AIM OF THE TASK
From the first record below to the last, retype each one exactly.
----- EXERCISE INPUTS
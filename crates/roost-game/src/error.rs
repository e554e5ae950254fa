//! Error types for roost-game

use roost_cell::CellError;
use thiserror::Error;

/// Game rule error type
#[derive(Error, Debug, Clone, PartialEq, Eq)]
pub enum GameError {
    #[error("Upgrade requests {requested} points but only {available} are unallocated")]
    InsufficientPoints { requested: u16, available: u16 },

    #[error(transparent)]
    Codec(#[from] CellError),
}

/// Result type alias
pub type Result<T> = std::result::Result<T, GameError>;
----------
RESULT
filename crates/roost-game/src/error.rs
repository e554e5ae950254fa
//! Error types for roost-game

use roost_cell::CellError;
use thiserror::Error;

/// Game rule error type
#[derive(Error, Debug, Clone, PartialEq, Eq)]
pub enum GameError {
    #[error("Upgrade requests {requested} points but only {available} are unallocated")]
    InsufficientPoints { requested: u16, available: u16 },

    #[error(transparent)]
    Codec(#[from] CellError),
}

/// Result type alias
pub type Result<T> = std::result::Result<T, GameError>;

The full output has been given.